No Tweetdeck user views ads, even though Twitter owns and operates the
software. The only alternative for PC users is Hootsuite, and it is browser
based. For anyone who wants to have multiple columns open at the same time or
have notifications of direct messages or @replies, Tweetdeck is (essentially)
the only game in town.

------
rythie
I'd happily pay for the ability to use third party clients & no advertising on
the main site. Anyone who doesn't want to pay can still use official apps and
the website with ads. To me that would be a better solution than just slow
killing all the third party apps for everyone.

------
RexRollman
Personally, I don't use Twitter anymore because I don't care for many of the
changes they have made. I'm not talking about the advertising but the UI
changes that is too busy.

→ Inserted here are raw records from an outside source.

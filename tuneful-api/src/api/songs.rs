//! Song endpoints
//!
//! Path ids are song ids. Renaming and deleting resolve the song's file
//! through the song, and a missing song is a 404 before anything is
//! touched.

use axum::{
    extract::{Path, State},
    http::{header::LOCATION, StatusCode},
    response::IntoResponse,
    Json,
};
use tracing::{debug, info, warn};

use super::types::{CreateSongRequest, FileResponse, SongResponse, UpdateSongRequest};
use crate::db::{files, songs};
use crate::uploads::secure_filename;
use crate::{ApiError, ApiResult, AppState, Session};

/// Name given to the file row created for a song posted without one
pub const PLACEHOLDER_FILE_NAME: &str = "name";

fn song_not_found(id: i64) -> ApiError {
    debug!("Song {} not found", id);
    ApiError::NotFound(format!("Could not find song with id {}", id))
}

/// GET /api/songs
pub async fn list_songs(
    State(state): State<AppState>,
    mut session: Session,
) -> ApiResult<Json<Vec<SongResponse>>> {
    let songs = songs::list_songs(session.conn()).await?;
    session.commit().await?;

    Ok(Json(
        songs
            .into_iter()
            .map(|song| SongResponse::new(song, &state.uploads))
            .collect(),
    ))
}

/// GET /api/songs/:id
pub async fn get_song(
    State(state): State<AppState>,
    Path(id): Path<i64>,
    mut session: Session,
) -> ApiResult<Json<SongResponse>> {
    let song = songs::get_song(session.conn(), id)
        .await?
        .ok_or_else(|| song_not_found(id))?;
    session.commit().await?;

    Ok(Json(SongResponse::new(song, &state.uploads)))
}

/// POST /api/songs
///
/// Links the song to `file.id` when given (the file must exist and not
/// already back another song), otherwise to a new placeholder file.
pub async fn create_song(
    State(state): State<AppState>,
    mut session: Session,
    Json(request): Json<CreateSongRequest>,
) -> ApiResult<impl IntoResponse> {
    let file = match request.file.and_then(|f| f.id) {
        Some(file_id) => {
            let file = files::get_file(session.conn(), file_id)
                .await?
                .ok_or_else(|| {
                    ApiError::NotFound(format!("Could not find file with id {}", file_id))
                })?;

            if files::is_file_referenced(session.conn(), file_id).await? {
                return Err(ApiError::Conflict(format!(
                    "File with id {} already belongs to a song",
                    file_id
                )));
            }
            file
        }
        None => files::insert_file(session.conn(), PLACEHOLDER_FILE_NAME).await?,
    };

    // A concurrent POST can claim the file between the check and the insert
    let song = songs::insert_song(session.conn(), file.id)
        .await
        .map_err(|e| {
            if e.is_unique_violation() {
                ApiError::Conflict(format!("File with id {} already belongs to a song", file.id))
            } else {
                e.into()
            }
        })?;
    session.commit().await?;

    info!("Created song {} for file {} ({})", song.id, file.id, file.name);

    let body = SongResponse {
        id: song.id,
        file: FileResponse::new(file, &state.uploads),
    };
    Ok((
        StatusCode::CREATED,
        [(LOCATION, "/api/songs".to_string())],
        Json(body),
    ))
}

/// PUT /api/songs/:id
///
/// Renames the song's file to the sanitized `file.name` and moves its bytes
/// in the upload directory along with it. A name already used by another
/// file row or present on disk is a 409.
pub async fn update_song(
    State(state): State<AppState>,
    Path(id): Path<i64>,
    mut session: Session,
    Json(request): Json<UpdateSongRequest>,
) -> ApiResult<impl IntoResponse> {
    let song = songs::get_song(session.conn(), id)
        .await?
        .ok_or_else(|| song_not_found(id))?;

    let name = secure_filename(&request.file.name).ok_or_else(|| {
        ApiError::BadRequest(format!("Invalid file name: {:?}", request.file.name))
    })?;

    let old_name = song.file.name;
    if name != old_name {
        let target = state.uploads.path(&name);
        if files::is_name_taken(session.conn(), &name, song.file.id).await?
            || tokio::fs::try_exists(&target).await?
        {
            return Err(ApiError::Conflict(format!("File name {} is already in use", name)));
        }
    }

    let file = files::rename_file(session.conn(), song.file.id, &name)
        .await?
        .ok_or_else(|| song_not_found(id))?;

    // Placeholder rows can share a name; their bytes are copied, not moved
    let shared = files::is_name_taken(session.conn(), &old_name, file.id).await?;
    let moved = name != old_name && move_upload(&state, &old_name, &name, shared).await?;

    if let Err(e) = session.commit().await {
        if moved {
            undo_move(&state, &old_name, &name, shared).await;
        }
        return Err(e);
    }

    info!("Renamed file {} of song {}: {} -> {}", file.id, id, old_name, file.name);

    Ok((
        StatusCode::CREATED,
        [(LOCATION, format!("/api/songs/{}", id))],
        Json(FileResponse::new(file, &state.uploads)),
    ))
}

/// Move (or copy, when other rows still use `from`) the stored bytes.
/// Returns false when `from` has no bytes on disk yet.
async fn move_upload(
    state: &AppState,
    from: &str,
    to: &str,
    shared: bool,
) -> ApiResult<bool> {
    let source = state.uploads.path(from);
    if !tokio::fs::try_exists(&source).await? {
        debug!("No stored bytes for {}, renaming row only", from);
        return Ok(false);
    }

    let target = state.uploads.path(to);
    if shared {
        tokio::fs::copy(&source, &target).await?;
    } else {
        tokio::fs::rename(&source, &target).await?;
    }
    Ok(true)
}

async fn undo_move(state: &AppState, from: &str, to: &str, shared: bool) {
    let target = state.uploads.path(to);
    let result = if shared {
        tokio::fs::remove_file(&target).await
    } else {
        tokio::fs::rename(&target, state.uploads.path(from)).await
    };
    if let Err(e) = result {
        warn!("Could not restore {} after failed rename: {}", from, e);
    }
}

/// DELETE /api/songs/:id
///
/// Removes the song together with its file row. Bytes already in the
/// upload directory are left in place.
pub async fn delete_song(Path(id): Path<i64>, mut session: Session) -> ApiResult<StatusCode> {
    let song = songs::get_song(session.conn(), id)
        .await?
        .ok_or_else(|| song_not_found(id))?;

    files::delete_file(session.conn(), song.file.id).await?;
    session.commit().await?;

    info!("Deleted song {} and file {} ({})", id, song.file.id, song.file.name);

    Ok(StatusCode::NO_CONTENT)
}
//! Health check endpoint

use axum::{routing::get, Json, Router};
use serde::Serialize;

use crate::AppState;

#[derive(Debug, Serialize)]
pub struct HealthResponse {
    pub status: String,
    pub module: String,
    pub version: String,
}

/// GET /health
pub async fn health_check() -> Json<HealthResponse> {
    Json(HealthResponse {
        status: "ok".to_string(),
        module: env!("CARGO_PKG_NAME").to_string(),
        version: env!("CARGO_PKG_VERSION").to_string(),
    })
}

pub fn health_routes() -> Router<AppState> {
    Router::new().route("/health", get(health_check))
}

And the last time I created an account, Twitter had
greatly complicated its settings, not to mention constantly badgering me to
follow people.

Twitter, Gmail, and Flickr all followed the same path: nice, functional
interfaces that were needlessly complicated over time.

------
erikb
Well, if Instagram is making money from Twitter users, why is Twitter not
asking Instagram for a share? It's a quite straight forward idea and I don't
see why there should be a problem. If so many people share from Instagram to
Twitter then certainly Instagram wouldn't have a problem paying for the API,
right?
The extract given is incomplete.